**INPUT DATA:**
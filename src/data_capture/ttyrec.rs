//! The ttyrec capture layout.
//!
//! A capture is a bare sequence of records with no file header or footer:
//!
//! ```text
//! +----------+-----------+----------+-----------------+
//! | sec u32  | usec u32  | len u32  | payload (len)   |
//! +----------+-----------+----------+-----------------+
//!   little-endian, 12-byte header
//! ```
//!
//! The integers are written unsigned; for any time before 2038 the bytes are
//! identical to the signed 32-bit fields classic ttyrec tools expect.

use std::fmt;
use std::path::Path;
use std::time::Duration;

use chrono::{DateTime, Utc};
use serde::{Deserialize, Serialize};
use tokio::fs::File;
use tokio::io::{AsyncRead, AsyncReadExt, BufReader};

use crate::error_handling::types::CaptureError;

pub const HEADER_LEN: usize = 12;

/// Wall-clock time of a record, at microsecond resolution.
#[derive(Debug, Clone, Copy, PartialEq, Eq, PartialOrd, Ord, Hash, Serialize, Deserialize)]
pub struct RecordTime {
    pub sec: u32,
    pub usec: u32,
}

impl RecordTime {
    pub fn now() -> Self {
        Self::from_datetime(Utc::now())
    }

    pub fn from_datetime(at: DateTime<Utc>) -> Self {
        let sec = u32::try_from(at.timestamp().max(0)).unwrap_or(u32::MAX);
        // chrono reports leap seconds as micros >= 1_000_000
        let usec = at.timestamp_subsec_micros().min(999_999);
        Self { sec, usec }
    }

    pub fn as_micros(&self) -> u64 {
        u64::from(self.sec) * 1_000_000 + u64::from(self.usec)
    }

    /// Time elapsed since `earlier`, zero if `earlier` is later.
    pub fn since(&self, earlier: RecordTime) -> Duration {
        Duration::from_micros(self.as_micros().saturating_sub(earlier.as_micros()))
    }

    /// `None` when the microsecond field is out of range, which only a
    /// corrupt or foreign capture produces.
    pub fn to_datetime(&self) -> Option<DateTime<Utc>> {
        let nanos = self.usec.checked_mul(1_000)?;
        DateTime::from_timestamp(i64::from(self.sec), nanos)
    }
}

impl fmt::Display for RecordTime {
    fn fmt(&self, f: &mut fmt::Formatter<'_>) -> fmt::Result {
        match self.to_datetime() {
            Some(at) => write!(f, "{}", at.format("%Y-%m-%d %H:%M:%S%.6f UTC")),
            None => write!(f, "{}.{:06}", self.sec, self.usec),
        }
    }
}

pub fn encode_header(time: RecordTime, len: u32) -> [u8; HEADER_LEN] {
    let mut header = [0u8; HEADER_LEN];
    header[0..4].copy_from_slice(&time.sec.to_le_bytes());
    header[4..8].copy_from_slice(&time.usec.to_le_bytes());
    header[8..12].copy_from_slice(&len.to_le_bytes());
    header
}

pub fn decode_header(header: &[u8; HEADER_LEN]) -> (RecordTime, u32) {
    let field = |at: usize| {
        u32::from_le_bytes([header[at], header[at + 1], header[at + 2], header[at + 3]])
    };
    (
        RecordTime {
            sec: field(0),
            usec: field(4),
        },
        field(8),
    )
}

#[derive(Debug, Clone, PartialEq, Eq)]
pub struct CaptureRecord {
    pub time: RecordTime,
    pub payload: Vec<u8>,
}

impl CaptureRecord {
    /// Header plus payload, as laid out on disk. `None` if the payload does
    /// not fit the 32-bit length field.
    pub fn encode(&self) -> Option<Vec<u8>> {
        let len = u32::try_from(self.payload.len()).ok()?;
        let mut out = Vec::with_capacity(HEADER_LEN + self.payload.len());
        out.extend_from_slice(&encode_header(self.time, len));
        out.extend_from_slice(&self.payload);
        Some(out)
    }
}

/// Streams records out of a capture.
pub struct CaptureReader<R> {
    inner: R,
    offset: u64,
}

impl CaptureReader<BufReader<File>> {
    pub async fn open<P: AsRef<Path>>(path: P) -> Result<Self, CaptureError> {
        let file = File::open(path.as_ref())
            .await
            .map_err(CaptureError::OpenFailed)?;
        Ok(Self::new(BufReader::new(file)))
    }
}

impl<R: AsyncRead + Unpin> CaptureReader<R> {
    pub fn new(inner: R) -> Self {
        Self { inner, offset: 0 }
    }

    /// Byte offset of the next record.
    pub fn offset(&self) -> u64 {
        self.offset
    }

    /// Returns the next record, or `None` at a clean end of file.
    pub async fn next_record(&mut self) -> Result<Option<CaptureRecord>, CaptureError> {
        let start = self.offset;
        let mut header = [0u8; HEADER_LEN];
        let mut filled = 0;
        while filled < HEADER_LEN {
            let n = self.inner.read(&mut header[filled..]).await?;
            if n == 0 {
                if filled == 0 {
                    return Ok(None);
                }
                return Err(CaptureError::TruncatedRecord { offset: start });
            }
            filled += n;
        }

        let (time, len) = decode_header(&header);
        // The length field is untrusted: grow the buffer with what is
        // actually there instead of allocating `len` bytes up front.
        let mut payload = Vec::new();
        (&mut self.inner)
            .take(u64::from(len))
            .read_to_end(&mut payload)
            .await?;
        if payload.len() as u64 != u64::from(len) {
            return Err(CaptureError::TruncatedRecord { offset: start });
        }

        self.offset = start + HEADER_LEN as u64 + u64::from(len);
        Ok(Some(CaptureRecord { time, payload }))
    }
}

/// Reads a whole capture file into memory.
pub async fn read_capture<P: AsRef<Path>>(path: P) -> Result<Vec<CaptureRecord>, CaptureError> {
    let mut reader = CaptureReader::open(path).await?;
    let mut records = Vec::new();
    while let Some(record) = reader.next_record().await? {
        records.push(record);
    }
    Ok(records)
}

/// Aggregate view of a capture.
#[derive(Debug, Clone, Default, PartialEq, Eq, Serialize, Deserialize)]
pub struct CaptureSummary {
    pub records: usize,
    pub payload_bytes: u64,
    pub first: Option<RecordTime>,
    pub last: Option<RecordTime>,
}

impl CaptureSummary {
    pub fn push(&mut self, record: &CaptureRecord) {
        self.records += 1;
        self.payload_bytes += record.payload.len() as u64;
        if self.first.is_none() {
            self.first = Some(record.time);
        }
        self.last = Some(record.time);
    }

    /// Scans a capture without keeping payloads around.
    pub async fn scan<R: AsyncRead + Unpin>(
        reader: &mut CaptureReader<R>,
    ) -> Result<Self, CaptureError> {
        let mut summary = Self::default();
        while let Some(record) = reader.next_record().await? {
            summary.push(&record);
        }
        Ok(summary)
    }

    pub fn duration(&self) -> Duration {
        match (self.first, self.last) {
            (Some(first), Some(last)) => last.since(first),
            _ => Duration::ZERO,
        }
    }
}

impl fmt::Display for CaptureSummary {
    fn fmt(&self, f: &mut fmt::Formatter<'_>) -> fmt::Result {
        writeln!(f, "records:  {}", self.records)?;
        writeln!(f, "bytes:    {}", self.payload_bytes)?;
        match (self.first, self.last) {
            (Some(first), Some(last)) => {
                writeln!(f, "started:  {}", first)?;
                writeln!(f, "ended:    {}", last)?;
            }
            _ => writeln!(f, "started:  -")?,
        }
        write!(f, "duration: {:.3}s", self.duration().as_secs_f64())
    }
}
use std::future::Future;
use std::io;

use log::trace;

use super::types::Endpoint;
use crate::error_handling::types::{ChannelError, SessionError};

/// A bidirectional, order-preserving byte channel of an established session.
///
/// Handles are shared between the two copy flows and the shutdown path, so
/// every operation takes `&self`. Implementations must allow one reader and
/// one writer to run concurrently, and `close` must make pending and future
/// reads on this handle return `Ok(0)` so the flows blocked on them unwind.
/// `close` must likewise fail a pending [`send_request`](Self::send_request)
/// that is waiting for a reply: the proxy's control loop relies on it to
/// leave a forward once teardown has begun.
pub trait SessionChannel: Send + Sync + 'static {
    /// Reads into `buf`, returning `Ok(0)` at end of stream.
    fn read(&self, buf: &mut [u8]) -> impl Future<Output = io::Result<usize>> + Send;

    fn write(&self, buf: &[u8]) -> impl Future<Output = io::Result<usize>> + Send;

    fn close(&self) -> impl Future<Output = io::Result<()>> + Send;

    /// Sends an out-of-band request to the peer. When `want_reply` is set
    /// this waits for the answer; otherwise it returns `Ok(false)` as soon
    /// as the request is queued. Returns an error instead of waiting once
    /// this handle is closed.
    fn send_request(
        &self,
        req_type: &str,
        want_reply: bool,
        payload: &[u8],
    ) -> impl Future<Output = Result<bool, ChannelError>> + Send;
}

/// Dials the fixed backend. Authentication is the implementor's business.
pub trait TargetConnector: Send + Sync + 'static {
    type Connection: TargetConnection;

    fn connect(&self) -> impl Future<Output = Result<Self::Connection, SessionError>> + Send;
}

/// An authenticated outbound connection.
pub trait TargetConnection: Send + Sync + 'static {
    type Channel: SessionChannel;

    fn open_channel(
        &self,
        kind: &str,
        extra: &[u8],
    ) -> impl Future<Output = Result<Endpoint<Self::Channel>, SessionError>> + Send;

    fn close(&self) -> impl Future<Output = io::Result<()>> + Send;
}

/// Copies `src` into `dst` until end of stream, returning the byte count.
///
/// Short writes are retried until the whole chunk is delivered; a write that
/// accepts nothing is reported as [`io::ErrorKind::WriteZero`].
pub async fn copy_channel<S, D>(src: &S, dst: &D, buffer_size: usize) -> io::Result<u64>
where
    S: SessionChannel,
    D: SessionChannel,
{
    let mut buf = vec![0u8; buffer_size.max(1)];
    let mut total: u64 = 0;
    loop {
        let n = src.read(&mut buf).await?;
        if n == 0 {
            return Ok(total);
        }

        let mut written = 0;
        while written < n {
            let m = dst.write(&buf[written..n]).await?;
            if m == 0 {
                return Err(io::Error::new(
                    io::ErrorKind::WriteZero,
                    "channel accepted no bytes",
                ));
            }
            written += m;
        }
        total += n as u64;
        trace!("copied {} bytes ({} total)", n, total);
    }
}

**ACTIVITY:**
Write out, unaltered, the lines from the opening of the listing through the line that includes "use crate::error_handling::types::CaptureError;".

**ANSWER BELOW:**
filename src/data_capture/ttyrec.rs
//! The ttyrec capture layout.
//!
//! A capture is a bare sequence of records with no file header or footer:
//!
//! ```text
//! +----------+-----------+----------+-----------------+
//! | sec u32  | usec u32  | len u32  | payload (len)   |
//! +----------+-----------+----------+-----------------+
//!   little-endian, 12-byte header
//! ```
//!
//! The integers are written unsigned; for any time before 2038 the bytes are
//! identical to the signed 32-bit fields classic ttyrec tools expect.

use std::fmt;
use std::path::Path;
use std::time::Duration;

use chrono::{DateTime, Utc};
use serde::{Deserialize, Serialize};
use tokio::fs::File;
use tokio::io::{AsyncRead, AsyncReadExt, BufReader};

use crate::error_handling::types::CaptureError;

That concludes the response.